BEGIN RECORDS PROVIDED

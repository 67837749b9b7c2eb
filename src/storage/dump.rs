//! Printable snapshots of the directory and the page file.

use std::fmt;

use crate::pager::{Page, PageNo};
use crate::primitives::hash::KeyHash;
use crate::storage::directory::DirEntry;
use crate::types::Record;

const RULE: &str = "--------------";

/// The directory as seen by [`super::Directory::dump_directory`].
#[derive(Debug, Clone, PartialEq, Eq)]
pub struct DirectoryDump {
    /// Global depth at the time of the dump.
    pub global_depth: u32,
    /// One entry per directory slot.
    pub entries: Vec<DirEntry>,
}

impl fmt::Display for DirectoryDump {
    fn fmt(&self, f: &mut fmt::Formatter<'_>) -> fmt::Result {
        writeln!(f, "{RULE}")?;
        writeln!(f, "#D{}#", self.global_depth)?;
        let width = self.global_depth as usize;
        for entry in &self.entries {
            match entry.page {
                Some(page) => writeln!(f, "{:0width$b} | {page}", entry.index)?,
                None => writeln!(f, "{:0width$b} | [-]", entry.index)?,
            }
        }
        Ok(())
    }
}

/// A live record together with its full hash.
#[derive(Debug, Clone, Copy)]
pub struct RecordDump {
    /// The stored record.
    pub record: Record,
    /// Hash of the record's key.
    pub hash: i32,
}

impl RecordDump {
    /// Pairs `record` with its key's hash under `hasher`.
    pub fn new(record: Record, hasher: &dyn KeyHash) -> Self {
        Self {
            record,
            hash: hasher.hash(record.key),
        }
    }
}

impl fmt::Display for RecordDump {
    fn fmt(&self, f: &mut fmt::Formatter<'_>) -> fmt::Result {
        write!(f, "[{:032b}] {}", self.hash as u32, self.record)
    }
}

/// One page of a [`FileDump`].
#[derive(Debug, Clone)]
pub struct PageDump {
    /// Page number.
    pub number: PageNo,
    /// Local depth.
    pub depth: u32,
    /// Bucket of the first key at the page's own depth; `None` when empty.
    pub bucket: Option<usize>,
    /// Live records in slot order.
    pub records: Vec<RecordDump>,
}

impl PageDump {
    /// Captures `page`, hashing its keys with `hasher`.
    pub fn from_page(page: &Page, hasher: &dyn KeyHash) -> Self {
        Self {
            number: page.number(),
            depth: page.depth(),
            bucket: page
                .first_key()
                .map(|key| hasher.bucket_index(key, page.depth())),
            records: page
                .live()
                .iter()
                .map(|record| RecordDump::new(*record, hasher))
                .collect(),
        }
    }
}

impl fmt::Display for PageDump {
    fn fmt(&self, f: &mut fmt::Formatter<'_>) -> fmt::Result {
        let width = self.depth as usize;
        match self.bucket {
            Some(bucket) => writeln!(
                f,
                "#P:{}, d:{}, k:{:0width$b}#",
                self.number, self.depth, bucket
            )?,
            None => writeln!(f, "#P:{}, d:{}, k:-#", self.number, self.depth)?,
        }
        for record in &self.records {
            writeln!(f, "{record}")?;
        }
        Ok(())
    }
}

/// Every page of the file in order.
#[derive(Debug, Clone)]
pub struct FileDump {
    /// Pages by ascending number.
    pub pages: Vec<PageDump>,
}

impl FileDump {
    /// Total live records across all pages.
    pub fn record_count(&self) -> usize {
        self.pages.iter().map(|page| page.records.len()).sum()
    }
}

impl fmt::Display for FileDump {
    fn fmt(&self, f: &mut fmt::Formatter<'_>) -> fmt::Result {
        writeln!(f, "{RULE}")?;
        for page in &self.pages {
            write!(f, "{page}")?;
        }
        Ok(())
    }
}
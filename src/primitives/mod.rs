//! Low-level building blocks for the store.
//!
//! Includes the key hash strategies and positional file I/O.

/// Key hash strategies and bucket index derivation.
pub mod hash;

/// I/O abstractions and utilities.
///
/// Interfaces for positional reads and writes against the page file.
pub mod io;
//! The extendible-hash store and its supporting configuration.
//!
//! [`Directory`] is the entry point: it owns the page file, resolves keys
//! to pages through the in-memory directory and splits pages on overflow.

pub mod directory;
pub mod dump;
pub mod metrics;
pub mod options;

pub use directory::{AddOutcome, DirEntry, Directory, VerifyReport, MAX_GLOBAL_DEPTH};
pub use dump::{DirectoryDump, FileDump, PageDump, RecordDump};
pub use metrics::{default_metrics, CounterMetrics, IoMetrics, IoStats, NoopMetrics};
pub use options::{StoreOptions, Synchronous, DEFAULT_PAGE_SIZE};
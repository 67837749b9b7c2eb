#![allow(missing_docs)]

use std::fs;

use exhash::pager::{block_size, PAGE_HEADER_SIZE};
use exhash::types::{DELETED_KEY, EMPTY_KEY, RECORD_SIZE};
use exhash::{Directory, Record};
use tempfile::TempDir;

fn ints(bytes: &[u8]) -> Vec<i32> {
    bytes
        .chunks_exact(4)
        .map(|c| i32::from_le_bytes([c[0], c[1], c[2], c[3]]))
        .collect()
}

#[test]
fn blocks_are_header_plus_fixed_records() {
    assert_eq!(PAGE_HEADER_SIZE, 8);
    assert_eq!(RECORD_SIZE, 16);
    assert_eq!(block_size(4), 72);
    assert_eq!(block_size(100), 1608);
}

#[test]
fn fresh_file_holds_one_empty_page() {
    let tmp = TempDir::new().unwrap();
    let path = tmp.path().join("f.db");
    Directory::create(&path, 2).unwrap().close().unwrap();
    let bytes = fs::read(&path).unwrap();
    assert_eq!(bytes.len(), block_size(2));
    assert_eq!(ints(&bytes[..8]), vec![0, 0]);
    assert!(ints(&bytes[8..]).chunks(4).all(|r| r[0] == EMPTY_KEY));
}

#[test]
fn split_pages_land_at_block_offsets() {
    let tmp = TempDir::new().unwrap();
    let path = tmp.path().join("f.db");
    let mut dir = Directory::create(&path, 4).unwrap();
    for key in 1..=5 {
        dir.add(Record::new(key, key * 10, key * 100, -key)).unwrap();
    }
    dir.close().unwrap();

    let bytes = fs::read(&path).unwrap();
    let block = block_size(4);
    assert_eq!(bytes.len(), 2 * block);

    let first = ints(&bytes[..block]);
    assert_eq!(&first[..2], &[2, 1]);
    assert_eq!(&first[2..6], &[2, 20, 200, -2]);
    assert_eq!(&first[6..10], &[4, 40, 400, -4]);

    let second = ints(&bytes[block..]);
    assert_eq!(&second[..2], &[3, 1]);
    let keys: Vec<i32> = second[2..].chunks(4).map(|r| r[0]).collect();
    assert_eq!(keys, vec![1, 3, 5, EMPTY_KEY]);
}

#[test]
fn removal_leaves_tombstone_past_count() {
    let tmp = TempDir::new().unwrap();
    let path = tmp.path().join("f.db");
    let mut dir = Directory::create(&path, 3).unwrap();
    for key in [5, 6, 7] {
        dir.add(Record::new(key, 0, 0, 0)).unwrap();
    }
    dir.remove(5).unwrap();
    dir.close().unwrap();

    let bytes = fs::read(&path).unwrap();
    let values = ints(&bytes);
    assert_eq!(values[0], 2);
    let keys: Vec<i32> = values[2..].chunks(4).map(|r| r[0]).collect();
    assert_eq!(keys, vec![6, 7, DELETED_KEY]);
}

#[test]
fn file_dump_reports_every_page() {
    let tmp = TempDir::new().unwrap();
    let mut dir = Directory::create(tmp.path().join("f.db"), 4).unwrap();
    for key in 1..=5 {
        dir.add(Record::new(key, 0, 0, 0)).unwrap();
    }
    let dump = dir.dump_file().unwrap();
    assert_eq!(dump.pages.len(), 2);
    assert_eq!(dump.record_count(), 5);
    let text = dump.to_string();
    assert!(text.contains("#P:0, d:1, k:0#"));
    assert!(text.contains("#P:1, d:1, k:1#"));
    assert!(text.contains(&format!("[{:032b}] 5 => 0 0 0", 5)));
}
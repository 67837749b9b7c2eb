//! Integer hash strategies and directory-index masking.
//!
//! Every strategy is a pure, total function over `i32`. The directory only
//! ever sees the low `n` bits of a hash, so strategies are interchangeable
//! without touching any other component.

use std::fmt;

use serde::Deserialize;

/// A deterministic integer mixing function used to place keys.
pub trait KeyHash: Send + Sync {
    /// Hashes a key.
    fn hash(&self, key: i32) -> i32;

    /// Returns the `depth` least-significant bits of the key's hash.
    fn bucket_index(&self, key: i32, depth: u32) -> usize {
        low_bits(self.hash(key), depth)
    }
}

/// Masks `value` down to its `depth` least-significant bits.
#[inline]
pub fn low_bits(value: i32, depth: u32) -> usize {
    let mask = if depth >= u32::BITS {
        u32::MAX
    } else {
        (1u32 << depth) - 1
    };
    (value as u32 & mask) as usize
}

/// Built-in hash strategies.
#[derive(Debug, Default, Clone, Copy, PartialEq, Eq, Deserialize)]
#[serde(rename_all = "kebab-case")]
pub enum HashKind {
    /// The key itself.
    #[default]
    Identity,
    /// Wang's shift-multiply mix with the odd constant `0x27d4eb2d`.
    ShiftMult,
    /// Multiply, xor-shift and add with `357913941`.
    MulXorShift,
    /// Jenkins' six-shift integer hash, top bit cleared.
    Jenkins,
    /// Xor-shift with `0xdeadbeef`, top bit cleared.
    XorShiftAdd,
    /// Five rounds of add/xor with shifted copies, top bit cleared.
    AddShiftMix,
}

impl HashKind {
    /// Every built-in strategy, in declaration order.
    pub const ALL: [HashKind; 6] = [
        HashKind::Identity,
        HashKind::ShiftMult,
        HashKind::MulXorShift,
        HashKind::Jenkins,
        HashKind::XorShiftAdd,
        HashKind::AddShiftMix,
    ];

    /// Returns the configuration name of the strategy.
    pub fn as_str(self) -> &'static str {
        match self {
            HashKind::Identity => "identity",
            HashKind::ShiftMult => "shift-mult",
            HashKind::MulXorShift => "mul-xor-shift",
            HashKind::Jenkins => "jenkins",
            HashKind::XorShiftAdd => "xor-shift-add",
            HashKind::AddShiftMix => "add-shift-mix",
        }
    }

    /// Parses a strategy name (case-insensitive).
    pub fn from_name(value: &str) -> Option<Self> {
        let value = value.to_ascii_lowercase();
        Self::ALL.into_iter().find(|kind| kind.as_str() == value)
    }
}

impl fmt::Display for HashKind {
    fn fmt(&self, f: &mut fmt::Formatter<'_>) -> fmt::Result {
        f.write_str(self.as_str())
    }
}

impl KeyHash for HashKind {
    fn hash(&self, key: i32) -> i32 {
        match self {
            HashKind::Identity => key,
            HashKind::ShiftMult => shift_mult(key),
            HashKind::MulXorShift => mul_xor_shift(key),
            HashKind::Jenkins => jenkins(key),
            HashKind::XorShiftAdd => xor_shift_add(key),
            HashKind::AddShiftMix => add_shift_mix(key),
        }
    }
}

fn shift_mult(mut key: i32) -> i32 {
    const C2: i32 = 0x27d4_eb2d;
    key = (key ^ 61) ^ (key >> 16);
    key = key.wrapping_add(key << 3);
    key ^= key >> 4;
    key = key.wrapping_mul(C2);
    key ^ (key >> 15)
}

fn mul_xor_shift(mut k: i32) -> i32 {
    const C: i32 = 357_913_941;
    k = k.wrapping_mul(C);
    k ^= k << 24;
    k = k.wrapping_add(!C);
    k ^= k >> 31;
    k ^ (k << 31)
}

fn jenkins(key: i32) -> i32 {
    let mut a = key as u32;
    a = a.wrapping_add(0x7ed5_5d16).wrapping_add(a << 12);
    a = (a ^ 0xc761_c23c) ^ (a >> 19);
    a = a.wrapping_add(0x1656_67b1).wrapping_add(a << 5);
    a = a.wrapping_add(0xd3a2_646c) ^ (a << 9);
    a = a.wrapping_add(0xfd70_46c5).wrapping_add(a << 3);
    a = (a ^ 0xb55a_4f09) ^ (a >> 16);
    (a & 0x7FFF_FFFF) as i32
}

fn xor_shift_add(key: i32) -> i32 {
    let mut a = key as u32;
    a ^= a >> 4;
    a = (a ^ 0xdead_beef).wrapping_add(a << 5);
    a ^= a >> 11;
    (a & 0x7FFF_FFFF) as i32
}

fn add_shift_mix(key: i32) -> i32 {
    let mut a = key as u32;
    a = a.wrapping_add(0x479a_b41d).wrapping_add(a << 8);
    a = (a ^ 0xe4aa_10ce) ^ (a >> 5);
    a = a.wrapping_add(0x9942_f0a6).wrapping_sub(a << 14);
    a = (a ^ 0x5aed_d67d) ^ (a >> 3);
    a = a.wrapping_add(0x17be_a992).wrapping_add(a << 7);
    (a & 0x7FFF_FFFF) as i32
}

#[cfg(test)]
mod tests {
    use super::*;

    #[test]
    fn low_bits_masks_twos_complement() {
        assert_eq!(low_bits(0b1011, 0), 0);
        assert_eq!(low_bits(0b1011, 2), 0b11);
        assert_eq!(low_bits(-1, 3), 0b111);
        assert_eq!(low_bits(i32::MIN, 31), 0);
        assert_eq!(low_bits(-1, 32), u32::MAX as usize);
    }

    #[test]
    fn identity_bucket_is_key_bits() {
        let hash = HashKind::Identity;
        assert_eq!(hash.bucket_index(5, 1), 1);
        assert_eq!(hash.bucket_index(6, 2), 2);
        assert_eq!(hash.bucket_index(i32::MAX, 4), 15);
    }

    #[test]
    fn strategies_are_deterministic_and_total() {
        for kind in HashKind::ALL {
            for key in [i32::MIN, -1, 0, 1, 42, i32::MAX] {
                assert_eq!(kind.hash(key), kind.hash(key), "{kind} not stable");
            }
        }
    }

    #[test]
    fn masked_strategies_are_non_negative() {
        for kind in [
            HashKind::Jenkins,
            HashKind::XorShiftAdd,
            HashKind::AddShiftMix,
        ] {
            for key in [i32::MIN, -12345, 0, 99, i32::MAX] {
                assert!(kind.hash(key) >= 0, "{kind} produced negative hash");
            }
        }
    }

    #[test]
    fn mixing_strategies_spread_sequential_keys() {
        for kind in &HashKind::ALL[1..] {
            let buckets: std::collections::HashSet<usize> =
                (0..64).map(|k| kind.bucket_index(k * 8, 3)).collect();
            assert!(buckets.len() > 1, "{kind} maps multiples of 8 to one bucket");
        }
    }

    #[test]
    fn names_round_trip() {
        for kind in HashKind::ALL {
            assert_eq!(HashKind::from_name(kind.as_str()), Some(kind));
        }
        assert_eq!(HashKind::from_name("JENKINS"), Some(HashKind::Jenkins));
        assert_eq!(HashKind::from_name("md5"), None);
    }
}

END RECORDS PROVIDED

Extract every line containing the string "positional" from the material.

//! Includes the key hash strategies and positional file I/O.
/// Interfaces for positional reads and writes against the page file.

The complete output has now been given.